I guess what I was seeing my warped and twisted mind was sort of a hybrid. A half tonneau like discussed earlier in this thread. The rearward section of a truck bed covered at the height of the stock Ranger bed rails, with the addition of the Ridgeline side sail panels and Ridgeline bed rail section above the stock Ranger bed rails.
Aerohead was explaining (an I hope I have this right) that the low pressure area created behind the cab is transferred (or extended?) to the area under the half tonneau creating a small pressure differential across the tailgate. Lower pressure inside the bed and higher pressure outside the bed. I am assuming that it works best in conjunction with a wing attached to the cab. My thoughts earlier in this thread were that there might be some small gain with having the half tonneau and no wing. The half tonneau is an easy project where the wing is possibly more involved. I was going to do the half tonneau and as I get back to work I will have a nice A-B test platform (with the 60 mile drive each direction) to test it on. That would give me some time to try and design a wing arrangement and then test that too.
Those plans led my to thinking about how adding side panels (in addition to the half tonneau and the wing) and extending them (sloped) to the tailgate might affect the results. If I have the thinking right the air moving across the roof creates the low pressure area behind the cab. I wasn't sure how the air moving across the doors/windows interacted with this low pressure. Does it help create it (A+B=AB) or does it disturb the creation of the low pressure and lessen it (A+b=Ab), but still create a low pressure area where AB>Ab>0. (Maybe that should be < as we are talking about lower pressure and not higher pressure, but I think you can see what I'm getting at.) If you sip through a straw with a crack in it you can still maintain enough pressure to move liquid through the straw. But if you seal the crack there wouldn't be a pressure loss and would create a lower pressure in the straw. So my thought was IF the "side air" was like a "crack" in the low pressure area behind the cab then would the addition of the side/sail panels be like sealing that "crack" and create a slightly lower pressure area behind the cab?

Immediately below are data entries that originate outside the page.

//! Domain layer for the cart-to-order lifecycle.
//!
//! This crate provides the core domain model:
//! - Money and pricing value objects
//! - The mutable cart aggregate with line-level merge semantics
//! - The immutable-once-priced order aggregate and its state machine
//! - Domain events emitted on order transitions

pub mod cart;
pub mod order;

pub use cart::{Cart, CartError, CartItem};
pub use order::{
    CustomerId, Money, Order, OrderCharges, OrderError, OrderEvent, OrderLine, OrderStatus,
    OrderTransition, ProductId, ShippingAddress,
};
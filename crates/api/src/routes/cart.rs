//! Cart endpoints: read, replace, line-item mutations, address.

use std::sync::Arc;

use axum::Json;
use axum::extract::State;
use domain::{Cart, CartItem, ProductId, ShippingAddress};
use gateway::PaymentGateway;
use serde::{Deserialize, Serialize};
use store::OrderStore;

use crate::auth::CustomerIdentity;
use crate::error::ApiError;
use crate::routes::AppState;

// -- Request types --

#[derive(Deserialize)]
pub struct AddItemRequest {
    pub product_id: String,
    #[serde(default)]
    pub variant: Option<String>,
    pub quantity: u32,
}

#[derive(Deserialize)]
pub struct UpdateItemRequest {
    pub product_id: String,
    #[serde(default)]
    pub variant: Option<String>,
    /// Zero or negative removes the line.
    pub quantity: i64,
}

#[derive(Deserialize)]
pub struct RemoveItemRequest {
    pub product_id: String,
    #[serde(default)]
    pub variant: Option<String>,
}

#[derive(Deserialize)]
pub struct ReplaceCartRequest {
    pub items: Vec<AddItemRequest>,
}

// -- Response types --

#[derive(Serialize)]
pub struct CartItemResponse {
    pub product_id: String,
    pub variant: Option<String>,
    pub quantity: u32,
    pub unit_price_cents: i64,
    pub subtotal_cents: i64,
}

#[derive(Serialize)]
pub struct CartResponse {
    pub items: Vec<CartItemResponse>,
    pub subtotal_cents: i64,
    pub shipping_address: Option<ShippingAddress>,
}

fn cart_to_response(cart: &Cart) -> CartResponse {
    CartResponse {
        items: cart
            .items()
            .iter()
            .map(|item: &CartItem| CartItemResponse {
                product_id: item.product_id.to_string(),
                variant: item.variant.clone(),
                quantity: item.quantity,
                unit_price_cents: item.unit_price.cents(),
                subtotal_cents: item.subtotal().cents(),
            })
            .collect(),
        subtotal_cents: cart.subtotal().cents(),
        shipping_address: cart.shipping_address().cloned(),
    }
}

// -- Handlers --

/// GET /api/orders/cart — read the active cart.
pub async fn get_cart<S: OrderStore, G: PaymentGateway>(
    State(state): State<Arc<AppState<S, G>>>,
    CustomerIdentity(customer_id): CustomerIdentity,
) -> Result<Json<CartResponse>, ApiError> {
    let cart = state.carts.get(customer_id).await;
    Ok(Json(cart_to_response(&cart)))
}

/// PUT /api/orders/cart — replace the active cart's lines.
pub async fn replace_cart<S: OrderStore, G: PaymentGateway>(
    State(state): State<Arc<AppState<S, G>>>,
    CustomerIdentity(customer_id): CustomerIdentity,
    Json(req): Json<ReplaceCartRequest>,
) -> Result<Json<CartResponse>, ApiError> {
    let lines = req
        .items
        .into_iter()
        .map(|item| (ProductId::new(item.product_id), item.variant, item.quantity))
        .collect();

    let cart = state.carts.replace(customer_id, lines).await?;
    Ok(Json(cart_to_response(&cart)))
}

/// POST /api/orders/cart/items — add a line (merging duplicates).
pub async fn add_item<S: OrderStore, G: PaymentGateway>(
    State(state): State<Arc<AppState<S, G>>>,
    CustomerIdentity(customer_id): CustomerIdentity,
    Json(req): Json<AddItemRequest>,
) -> Result<Json<CartResponse>, ApiError> {
    let cart = state
        .carts
        .add_item(
            customer_id,
            ProductId::new(req.product_id),
            req.variant,
            req.quantity,
        )
        .await?;
    Ok(Json(cart_to_response(&cart)))
}

/// PUT /api/orders/cart/items — set a line's quantity (≤ 0 removes).
pub async fn update_item<S: OrderStore, G: PaymentGateway>(
    State(state): State<Arc<AppState<S, G>>>,
    CustomerIdentity(customer_id): CustomerIdentity,
    Json(req): Json<UpdateItemRequest>,
) -> Result<Json<CartResponse>, ApiError> {
    let cart = state
        .carts
        .update_quantity(
            customer_id,
            ProductId::new(req.product_id),
            req.variant,
            req.quantity,
        )
        .await?;
    Ok(Json(cart_to_response(&cart)))
}

/// DELETE /api/orders/cart/items — remove a line.
pub async fn remove_item<S: OrderStore, G: PaymentGateway>(
    State(state): State<Arc<AppState<S, G>>>,
    CustomerIdentity(customer_id): CustomerIdentity,
    Json(req): Json<RemoveItemRequest>,
) -> Result<Json<CartResponse>, ApiError> {
    let cart = state
        .carts
        .remove_item(customer_id, ProductId::new(req.product_id), req.variant)
        .await?;
    Ok(Json(cart_to_response(&cart)))
}

/// POST /api/orders/cart/addresses — attach the shipping address.
pub async fn attach_address<S: OrderStore, G: PaymentGateway>(
    State(state): State<Arc<AppState<S, G>>>,
    CustomerIdentity(customer_id): CustomerIdentity,
    Json(address): Json<ShippingAddress>,
) -> Result<Json<CartResponse>, ApiError> {
    let cart = state.carts.attach_address(customer_id, address).await?;
    Ok(Json(cart_to_response(&cart)))
}
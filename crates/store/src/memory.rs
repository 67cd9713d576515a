use std::collections::HashMap;
use std::sync::Arc;

use async_trait::async_trait;
use common::{OrderId, Version};
use domain::{CustomerId, Order, OrderTransition};
use tokio::sync::RwLock;

use crate::{
    Result, StoreError,
    order_store::{OrderStore, TransitionRecord},
};

/// In-memory order store implementation.
///
/// Backs the default server state and the test suites; provides the same
/// interface and concurrency semantics as the PostgreSQL implementation.
#[derive(Clone, Default)]
pub struct InMemoryOrderStore {
    orders: Arc<RwLock<HashMap<OrderId, Order>>>,
}

impl InMemoryOrderStore {
    /// Creates a new empty in-memory order store.
    pub fn new() -> Self {
        Self::default()
    }

    /// Returns the total number of orders stored.
    pub async fn order_count(&self) -> usize {
        self.orders.read().await.len()
    }

    /// Clears all orders.
    pub async fn clear(&self) {
        self.orders.write().await.clear();
    }
}

#[async_trait]
impl OrderStore for InMemoryOrderStore {
    async fn insert(&self, order: Order) -> Result<()> {
        let mut orders = self.orders.write().await;

        if orders.contains_key(&order.id()) {
            return Err(StoreError::DuplicateOrder(order.id()));
        }

        orders.insert(order.id(), order);
        Ok(())
    }

    async fn get(&self, order_id: OrderId) -> Result<Option<Order>> {
        let orders = self.orders.read().await;
        Ok(orders.get(&order_id).cloned())
    }

    async fn list_for_customer(&self, customer_id: CustomerId) -> Result<Vec<Order>> {
        let orders = self.orders.read().await;
        let mut result: Vec<Order> = orders
            .values()
            .filter(|order| order.customer_id() == customer_id)
            .cloned()
            .collect();
        result.sort_by(|a, b| b.created_at().cmp(&a.created_at()));
        Ok(result)
    }

    async fn apply_transition(
        &self,
        order_id: OrderId,
        expected_version: Version,
        transition: OrderTransition,
    ) -> Result<TransitionRecord> {
        // The write lock is held across check-and-apply, so concurrent
        // transitions on the same order are serialized and exactly one of
        // two same-version submissions can win.
        let mut orders = self.orders.write().await;

        let stored = orders
            .get(&order_id)
            .ok_or(StoreError::OrderNotFound(order_id))?;

        if stored.version() != expected_version {
            return Err(StoreError::StaleOrderVersion {
                order_id,
                expected: expected_version,
                actual: stored.version(),
            });
        }

        let mut order = stored.clone();
        let previous = order.apply(&transition)?;
        orders.insert(order_id, order.clone());

        metrics::counter!("order_transitions_total").increment(1);
        tracing::debug!(
            %order_id,
            transition = transition.label(),
            from = %previous,
            to = %order.status(),
            "order transition applied"
        );

        Ok(TransitionRecord {
            order,
            previous,
            transition,
        })
    }
}
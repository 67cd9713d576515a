use async_trait::async_trait;
use common::{OrderId, Version};
use domain::{CustomerId, Order, OrderStatus, OrderTransition};

use crate::Result;

/// The result of a successfully applied transition.
#[derive(Debug, Clone)]
pub struct TransitionRecord {
    /// The order after the transition.
    pub order: Order,

    /// The status the order was in before the transition.
    pub previous: OrderStatus,

    /// The transition that was applied, echoed back for event mapping.
    pub transition: OrderTransition,
}

/// Core trait for order store implementations.
///
/// All implementations must be thread-safe (Send + Sync). Transitions on a
/// single order are linearized through the expected-version check;
/// transitions on different orders are fully independent.
#[async_trait]
pub trait OrderStore: Send + Sync {
    /// Inserts a newly finalized order.
    ///
    /// Fails with `DuplicateOrder` if the ID already exists.
    async fn insert(&self, order: Order) -> Result<()>;

    /// Retrieves an order by ID.
    ///
    /// Returns None if the order doesn't exist.
    async fn get(&self, order_id: OrderId) -> Result<Option<Order>>;

    /// Retrieves all orders of a customer, newest first.
    async fn list_for_customer(&self, customer_id: CustomerId) -> Result<Vec<Order>>;

    /// Applies a transition to an order.
    ///
    /// The transition is applied only if the stored version matches
    /// `expected_version`; otherwise the call fails with
    /// `StaleOrderVersion` and the order is left untouched. Transition
    /// legality is validated by the order aggregate.
    async fn apply_transition(
        &self,
        order_id: OrderId,
        expected_version: Version,
        transition: OrderTransition,
    ) -> Result<TransitionRecord>;
}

In theory, the red and yellow lines are half covers. The trapped area with the red "cover" would be smaller in volume than the trapped area with the yellow"cover". I also couldn't quite figure out how this would affect the pressure differential created across the tailgate. 35psi in a tire is one thing, but the same 35psi in a 36" diameter pipe is quite another . Air escaping from the tire is fairly harmless even at the moment of escape, but in the pipe would probably sever an arm off. I didn't know if the math worked the same in reverse. Given a specific air flow across the roof, is the pressure differential across the tail gate directly/indirectly proportional to the volume of trapped air being acted upon? And does the addition of side/sail panels increase/decrease or have no effect on the volume of trapped air?
Again, I have no plans at this point other than the half tonneau and no wing, and recording those results as soon as I get back on the road to work. The cab wing is definitely on the table, but at a much later date after recording how the half tonneau alone works. I'm just trying to learn how all these other variables interact with each other to expand my knowledge base.
We know that a full aero cap is the way to go, and there are some excellent threads showing other members work and their FE improvements. I don't think anyone has tried the half tonneau and wing arrangement yet. I think I saw someone had done just the cab wing and saw some improvements. I thought I would be the unofficial test bed for the half tonneau idea and eventually add the wing to track the gains/losses of both.